[Timnit] Gebru, 34, joined a Microsoft Corp. team called FATE—for Fairness, Accountability, Transparency and Ethics in AI. The program was set up three years ago to ferret out biases that creep into AI data and can skew results.
“I started to realize that I have to start thinking about things like bias. Even my own Phd work suffers from whatever issues you’d have with dataset bias.”
Companies, government agencies and hospitals are increasingly turning to machine learning, image recognition and other AI tools to help predict everything from the credit worthiness of a loan applicant to the preferred treatment for a person suffering from cancer. The tools have big blind spots that particularly effect women and minorities.
“The worry is if we don’t get this right, we could be making wrong decisions that have critical consequences to someone’s life, health or financial stability,” says Jeannette Wing, director of Columbia University’s Data Sciences Institute.
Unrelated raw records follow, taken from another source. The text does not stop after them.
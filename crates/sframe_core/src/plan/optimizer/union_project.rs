//! Union/project normalization and fusion rules.
//!
//! Plain unions and projects are normalized into the generalized
//! union-project form; nested generalized union-projects are fused into
//! one node with a transitively composed index map; and fully
//! source-backed nodes are tagged with their literal underlying columns
//! so materialization can skip the copy.

use sframe_error::Result;

use crate::plan::node::{PlanNode, PlanNodeKind, PlanNodeRef, PlanNodeType};

use super::Transform;

/// UNION(inputs) -> GENERALIZED_UNION_PROJECT(inputs, identity map).
#[derive(Debug)]
pub struct NormalizeUnion;

impl Transform for NormalizeUnion {
    fn name(&self) -> &'static str {
        "normalize_union"
    }

    fn transform_applies(&self, node_type: PlanNodeType) -> bool {
        node_type == PlanNodeType::Union
    }

    fn apply_transform(&self, node: &PlanNodeRef) -> Result<Option<PlanNodeRef>> {
        let mut index_map = Vec::with_capacity(node.num_columns());
        for (input_id, input) in node.inputs().iter().enumerate() {
            for col_id in 0..input.num_columns() {
                index_map.push((input_id, col_id));
            }
        }
        let replacement =
            PlanNode::generalized_union_project(node.inputs().to_vec(), index_map)?;
        Ok(Some(replacement))
    }
}

/// PROJECT(child, indices) -> GENERALIZED_UNION_PROJECT([child], map).
#[derive(Debug)]
pub struct NormalizeProject;

impl Transform for NormalizeProject {
    fn name(&self) -> &'static str {
        "normalize_project"
    }

    fn transform_applies(&self, node_type: PlanNodeType) -> bool {
        node_type == PlanNodeType::Project
    }

    fn apply_transform(&self, node: &PlanNodeRef) -> Result<Option<PlanNodeRef>> {
        let indices = match node.kind() {
            PlanNodeKind::Project { indices } => indices,
            _ => return Ok(None),
        };
        let index_map = indices.iter().map(|&idx| (0, idx)).collect();
        let replacement =
            PlanNode::generalized_union_project(node.inputs().to_vec(), index_map)?;
        Ok(Some(replacement))
    }
}

/// Collapse GENERALIZED_UNION_PROJECT over GENERALIZED_UNION_PROJECT into
/// a single node.
///
/// The new input list is the de-duplicated union of the grandchildren's
/// inputs, de-duplicated by node identity in first-seen order; the index
/// map is composed so each output column points directly at the input
/// that produces it.
#[derive(Debug)]
pub struct FuseGeneralizedUnionProject;

impl Transform for FuseGeneralizedUnionProject {
    fn name(&self) -> &'static str {
        "fuse_generalized_union_project"
    }

    fn transform_applies(&self, node_type: PlanNodeType) -> bool {
        node_type == PlanNodeType::GeneralizedUnionProject
    }

    fn apply_transform(&self, node: &PlanNodeRef) -> Result<Option<PlanNodeRef>> {
        let index_map = match node.kind() {
            PlanNodeKind::GeneralizedUnionProject { index_map, .. } => index_map,
            _ => return Ok(None),
        };
        if index_map.is_empty() {
            // Zero output columns reference no grandchild; fusing would
            // leave the node without inputs. Keep the shape as-is.
            return Ok(None);
        }
        if !node
            .inputs()
            .iter()
            .any(|input| input.node_type() == PlanNodeType::GeneralizedUnionProject)
        {
            // Nothing nested; reapplying after a fuse reports no-op here.
            return Ok(None);
        }

        // Identity-keyed, first-seen-order input collection.
        let mut new_inputs: Vec<PlanNodeRef> = Vec::new();
        let mut intern = |input: &PlanNodeRef| -> usize {
            match new_inputs
                .iter()
                .position(|existing| PlanNodeRef::ptr_eq(existing, input))
            {
                Some(pos) => pos,
                None => {
                    new_inputs.push(input.clone());
                    new_inputs.len() - 1
                }
            }
        };

        let mut new_map = Vec::with_capacity(index_map.len());
        for &(input_id, col_id) in index_map {
            let input = &node.inputs()[input_id];
            match input.kind() {
                PlanNodeKind::GeneralizedUnionProject {
                    index_map: child_map,
                    ..
                } => {
                    let (child_input_id, child_col_id) = child_map[col_id];
                    let slot = intern(&input.inputs()[child_input_id]);
                    new_map.push((slot, child_col_id));
                }
                _ => {
                    let slot = intern(input);
                    new_map.push((slot, col_id));
                }
            }
        }

        let replacement = PlanNode::generalized_union_project(new_inputs, new_map)?;
        Ok(Some(replacement))
    }
}

/// Attach the direct source mapping to a generalized union-project whose
/// inputs are all full-coverage on-disk sources.
#[derive(Debug)]
pub struct TagDirectSources;

impl Transform for TagDirectSources {
    fn name(&self) -> &'static str {
        "tag_direct_sources"
    }

    fn transform_applies(&self, node_type: PlanNodeType) -> bool {
        node_type == PlanNodeType::GeneralizedUnionProject
    }

    fn apply_transform(&self, node: &PlanNodeRef) -> Result<Option<PlanNodeRef>> {
        let index_map = match node.kind() {
            PlanNodeKind::GeneralizedUnionProject {
                index_map,
                direct_source: None,
            } => index_map,
            // Already tagged (or not a gup): no-op.
            _ => return Ok(None),
        };

        let mut mapping = Vec::with_capacity(index_map.len());
        for &(input_id, col_id) in index_map {
            match node.inputs()[input_id].kind() {
                PlanNodeKind::Source(source) if source.covers_full_columns() => {
                    mapping.push(source.columns[col_id].clone());
                }
                _ => return Ok(None),
            }
        }

        let replacement = PlanNode::build(
            PlanNodeKind::GeneralizedUnionProject {
                index_map: index_map.clone(),
                direct_source: Some(mapping),
            },
            node.inputs().to_vec(),
        )?;
        Ok(Some(replacement))
    }
}

/// Inverse expansion: rewrite a generalized union-project back into
/// PROJECT(UNION(inputs), flat offsets), for stages that only understand
/// the simple shapes.
pub fn expand_to_union_project(node: &PlanNodeRef) -> Result<PlanNodeRef> {
    let index_map = match node.kind() {
        PlanNodeKind::GeneralizedUnionProject { index_map, .. } => index_map,
        _ => return Ok(node.clone()),
    };

    // Flat column offset of each input within the union.
    let mut offsets = Vec::with_capacity(node.inputs().len());
    let mut offset = 0;
    for input in node.inputs() {
        offsets.push(offset);
        offset += input.num_columns();
    }

    let union = PlanNode::union(node.inputs().to_vec())?;
    let flat: Vec<usize> = index_map
        .iter()
        .map(|&(input_id, col_id)| offsets[input_id] + col_id)
        .collect();
    PlanNode::project(union, flat)
}

#[cfg(test)]
mod tests {
    use super::*;
    use crate::array::Sarray;
    use crate::plan::optimizer::Optimizer;
    use crate::values::{Value, ValueType};

    fn column(dir: &std::path::Path, name: &str, rows: i64) -> Sarray {
        Sarray::from_values(
            dir.join(name),
            ValueType::Integer,
            &(0..rows).map(Value::Integer).collect::<Vec<_>>(),
            2,
        )
        .unwrap()
    }

    fn gup_parts(node: &PlanNodeRef) -> (&[PlanNodeRef], &Vec<(usize, usize)>, bool) {
        match node.kind() {
            PlanNodeKind::GeneralizedUnionProject {
                index_map,
                direct_source,
            } => (node.inputs(), index_map, direct_source.is_some()),
            other => panic!("expected generalized union project, got {other:?}"),
        }
    }

    #[test]
    fn union_normalizes_to_identity_map() {
        let dir = tempfile::tempdir().unwrap();
        let a = PlanNode::source_column(column(dir.path(), "a", 5));
        let b = PlanNode::source_column(column(dir.path(), "b", 5));
        let union = PlanNode::union(vec![a, b]).unwrap();

        let optimized = Optimizer::new().optimize(union).unwrap();
        let (inputs, map, tagged) = gup_parts(&optimized);
        assert_eq!(2, inputs.len());
        assert_eq!(&vec![(0, 0), (1, 0)], map);
        assert!(tagged);
    }

    #[test]
    fn nested_gups_fuse_with_composed_map() {
        let dir = tempfile::tempdir().unwrap();
        let a = PlanNode::source_column(column(dir.path(), "a", 5));
        let b = PlanNode::source_column(column(dir.path(), "b", 5));

        // project(union(a, b), [1, 0, 1])
        let union = PlanNode::union(vec![a.clone(), b.clone()]).unwrap();
        let project = PlanNode::project(union, vec![1, 0, 1]).unwrap();

        let optimized = Optimizer::new().optimize(project).unwrap();
        let (inputs, map, _) = gup_parts(&optimized);
        // Inputs take first-seen order of the composed map traversal;
        // output column 0 resolves to b, so b is input 0.
        assert_eq!(2, inputs.len());
        assert!(PlanNodeRef::ptr_eq(&inputs[0], &b));
        assert!(PlanNodeRef::ptr_eq(&inputs[1], &a));
        assert_eq!(&vec![(0, 0), (1, 0), (0, 0)], map);
    }

    #[test]
    fn shared_input_deduped_by_identity_not_value() {
        let dir = tempfile::tempdir().unwrap();
        let shared = PlanNode::source_column(column(dir.path(), "a", 5));
        // Two unions over the same node: the fused node should carry the
        // shared input exactly once.
        let u1 = PlanNode::union(vec![shared.clone(), shared.clone()]).unwrap();
        let project = PlanNode::project(u1, vec![0, 1]).unwrap();

        let optimized = Optimizer::new().optimize(project).unwrap();
        let (inputs, map, _) = gup_parts(&optimized);
        assert_eq!(1, inputs.len());
        assert!(PlanNodeRef::ptr_eq(&inputs[0], &shared));
        assert_eq!(&vec![(0, 0), (0, 0)], map);
    }

    #[test]
    fn sliced_source_not_tagged() {
        let dir = tempfile::tempdir().unwrap();
        let col = column(dir.path(), "a", 10);
        let frame = crate::table::Sframe::new(vec![("a".to_string(), col)]).unwrap();
        let sliced = PlanNode::source_slice(&frame, 1, 9).unwrap();
        let project = PlanNode::project(sliced, vec![0]).unwrap();

        let optimized = Optimizer::new().optimize(project).unwrap();
        let (_, _, tagged) = gup_parts(&optimized);
        assert!(!tagged);
    }

    #[test]
    fn empty_projection_over_union_keeps_an_input() {
        let dir = tempfile::tempdir().unwrap();
        let a = PlanNode::source_column(column(dir.path(), "a", 5));
        let b = PlanNode::source_column(column(dir.path(), "b", 5));
        let union = PlanNode::union(vec![a, b]).unwrap();
        let project = PlanNode::project(union, vec![]).unwrap();

        let optimized = Optimizer::new().optimize(project).unwrap();
        let (inputs, map, _) = gup_parts(&optimized);
        assert!(map.is_empty());
        assert_eq!(0, optimized.num_columns());
        assert!(!inputs.is_empty());
    }

    #[test]
    fn optimize_is_idempotent() {
        let dir = tempfile::tempdir().unwrap();
        let a = PlanNode::source_column(column(dir.path(), "a", 5));
        let b = PlanNode::source_column(column(dir.path(), "b", 5));
        let union = PlanNode::union(vec![a.clone(), b]).unwrap();
        let plan = PlanNode::project(union, vec![0, 1, 0]).unwrap();

        let optimizer = Optimizer::new();
        let once = optimizer.optimize(plan).unwrap();
        let twice = optimizer.optimize(once.clone()).unwrap();
        // A second run fires no transform, so the node is unchanged.
        assert!(PlanNodeRef::ptr_eq(&once, &twice));
    }

    #[test]
    fn expansion_roundtrip_shape() {
        let dir = tempfile::tempdir().unwrap();
        let a = PlanNode::source_column(column(dir.path(), "a", 5));
        let b = PlanNode::source_column(column(dir.path(), "b", 5));
        let gup = PlanNode::generalized_union_project(
            vec![a, b],
            vec![(1, 0), (0, 0)],
        )
        .unwrap();

        let expanded = expand_to_union_project(&gup).unwrap();
        assert_eq!(PlanNodeType::Project, expanded.node_type());
        match expanded.kind() {
            PlanNodeKind::Project { indices } => assert_eq!(&vec![1, 0], indices),
            _ => unreachable!(),
        }
        assert_eq!(PlanNodeType::Union, expanded.inputs()[0].node_type());
    }
}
AI also has a disconcertingly human habit of amplifying stereotypes. Phd students at the University of Virginia and University of Washington examined a public dataset of photos and found that the images of people cooking were 33 percent more likely to picture women than men. When they ran the images through an AI model, the algorithms said women were 68 percent more likely to appear in the cooking photos.
Researchers say it will probably take years to solve the bias problem.
The good news is that some of the smartest people in the world have turned their brainpower on the problem. “The field really has woken up and you are seeing some of the best computer scientists, often in concert with social scientists, writing great papers on it,” says University of Washington computer science professor Dan Weld. “There’s been a real call to arms.”